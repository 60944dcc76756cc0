//! Strongly typed, zero-cost identifier wrappers.
//!
//! All IDs are `Copy + Ord + Hash` so they can be used as map keys and sorted
//! collection elements without ceremony.  The inner integer is `pub` to allow
//! direct indexing into arena `Vec`s via `id.0 as usize`, but callers should
//! prefer the `.index()` helpers for clarity.

use std::fmt;

/// Generate a typed ID wrapper around a primitive integer.
macro_rules! typed_id {
    ($(#[$attr:meta])* $vis:vis struct $name:ident($inner:ty);) => {
        $(#[$attr])*
        #[derive(Copy, Clone, PartialEq, Eq, Hash, PartialOrd, Ord, Debug)]
        #[cfg_attr(feature = "serde", derive(serde::Serialize, serde::Deserialize))]
        $vis struct $name(pub $inner);

        impl $name {
            /// Sentinel meaning "no valid ID" — equivalent to `u32::MAX`.
            pub const INVALID: $name = $name(<$inner>::MAX);

            /// Cast to `usize` for direct use as a `Vec` index.
            #[inline(always)]
            pub fn index(self) -> usize {
                self.0 as usize
            }
        }

        impl Default for $name {
            /// Returns the `INVALID` sentinel so uninitialized IDs are visibly invalid.
            #[inline(always)]
            fn default() -> Self {
                Self::INVALID
            }
        }

        impl fmt::Display for $name {
            fn fmt(&self, f: &mut fmt::Formatter<'_>) -> fmt::Result {
                write!(f, "{}({})", stringify!($name), self.0)
            }
        }

        impl From<$name> for usize {
            #[inline(always)]
            fn from(id: $name) -> usize {
                id.0 as usize
            }
        }

        impl TryFrom<usize> for $name {
            type Error = std::num::TryFromIntError;
            fn try_from(n: usize) -> Result<$name, Self::Error> {
                <$inner>::try_from(n).map($name)
            }
        }
    };
}

typed_id! {
    /// Position of a node in the region's location-sorted node arena.
    /// Assigned once at region build time; stable for the region's lifetime.
    pub struct NodeIndex(u32);
}

typed_id! {
    /// Position of an edge in the region's canonically-sorted edge arena.
    pub struct EdgeIndex(u32);
}

typed_id! {
    /// Identity of a vehicle.  Assigned sequentially by the vehicle manager,
    /// counting both active and pending vehicles.
    pub struct VehicleId(u32);
}

typed_id! {
    /// Identity of a delivery order.
    pub struct OrderId(u32);
}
##############################
▶ TASK
An exact copy of the lines above, from the one containing "pub fn index(self)" through the one containing "fn try_from(n: usize)", is the whole of the answer.

▶ EXERCISE RESPONSE
            pub fn index(self) -> usize {
                self.0 as usize
            }
        }

        impl Default for $name {
            /// Returns the `INVALID` sentinel so uninitialized IDs are visibly invalid.
            #[inline(always)]
            fn default() -> Self {
                Self::INVALID
            }
        }

        impl fmt::Display for $name {
            fn fmt(&self, f: &mut fmt::Formatter<'_>) -> fmt::Result {
                write!(f, "{}({})", stringify!($name), self.0)
            }
        }

        impl From<$name> for usize {
            #[inline(always)]
            fn from(id: $name) -> usize {
                id.0 as usize
            }
        }

        impl TryFrom<usize> for $name {
            type Error = std::num::TryFromIntError;
            fn try_from(n: usize) -> Result<$name, Self::Error> {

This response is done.